OK, fair enough. Let's pick other sports.
It's not unsual for golf pros to swing weighted clubs as they practice (which are thoroughly unlike their playing clubs), to say nothing of the constant comparison they do of hitting one model or variation of one club or another. And that's a sport where tiny gradations of force and timing are required.
Changes in kinesthetic feedback can accelerate learning.
I have no idea if that is true, but if so then the skill set certainly is not clearly analogous to pistol shooting.
I'll agree to one caveat, which is that shooting a lot of DA revolver -- with its heavier, longer, trigger pull -- does wonders for my auto pistol shooting. Trigger control and sight picture are much better for the effort put in with the wheelguns.
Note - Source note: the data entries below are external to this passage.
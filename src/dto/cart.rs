use serde::{Deserialize, Serialize};
use utoipa::ToSchema;

use crate::models::ProductSummary;

#[derive(Debug, Deserialize, ToSchema)]
pub struct AddToCartRequest {
    pub product_id: i64,
    pub quantity: i32,
}

#[derive(Debug, Serialize, ToSchema)]
pub struct CartList {
    pub items: Vec<CartItemDto>,
}

#[derive(Debug, Serialize, ToSchema)]
pub struct CartItemDto {
    pub id: i64,
    pub product: ProductSummary,
    pub quantity: i32,
}
use sea_orm::entity::prelude::*;

#[derive(Clone, Debug, PartialEq, DeriveEntityModel)]
#[sea_orm(table_name = "brands")]
pub struct Model {
    #[sea_orm(primary_key)]
    pub id: i64,
    #[sea_orm(unique)]
    pub name: String,
    pub logo: Option<String>,
    pub description: Option<String>,
    pub created_at: DateTimeWithTimeZone,
    pub updated_at: DateTimeWithTimeZone,
}

#[derive(Copy, Clone, Debug, EnumIter, DeriveRelation)]
pub enum Relation {
    #[sea_orm(has_many = "super::products::Entity")]
    Products,
}

impl Related<super::products::Entity> for Entity {
    fn to() -> RelationDef {
        Relation::Products.def()
    }
}

impl ActiveModelBehavior for ActiveModel {}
HOWEVER, those benefits are offset by a greatly diminished general facility with the auto, in the short term. While the trigger control is good, and my ability to see and maintain a proper sight picture is improved, my natural index, timing, draw, and lots of other facets of the shooting function are thrown completely off by using a different firearm.
It STILL takes ~1,000 rounds of solid practice to transition back to my normal weapon and be really "ON" with that gun.
So this is not the same thing as taking a few swings with a weighted bat before stepping up to home plate. More like playing bass guitar and then picking up a mandolin.
It may be worth a switch as a kind of exercise regimen to improve a part of your skill set, but it isn't something you just switch seamlessly between.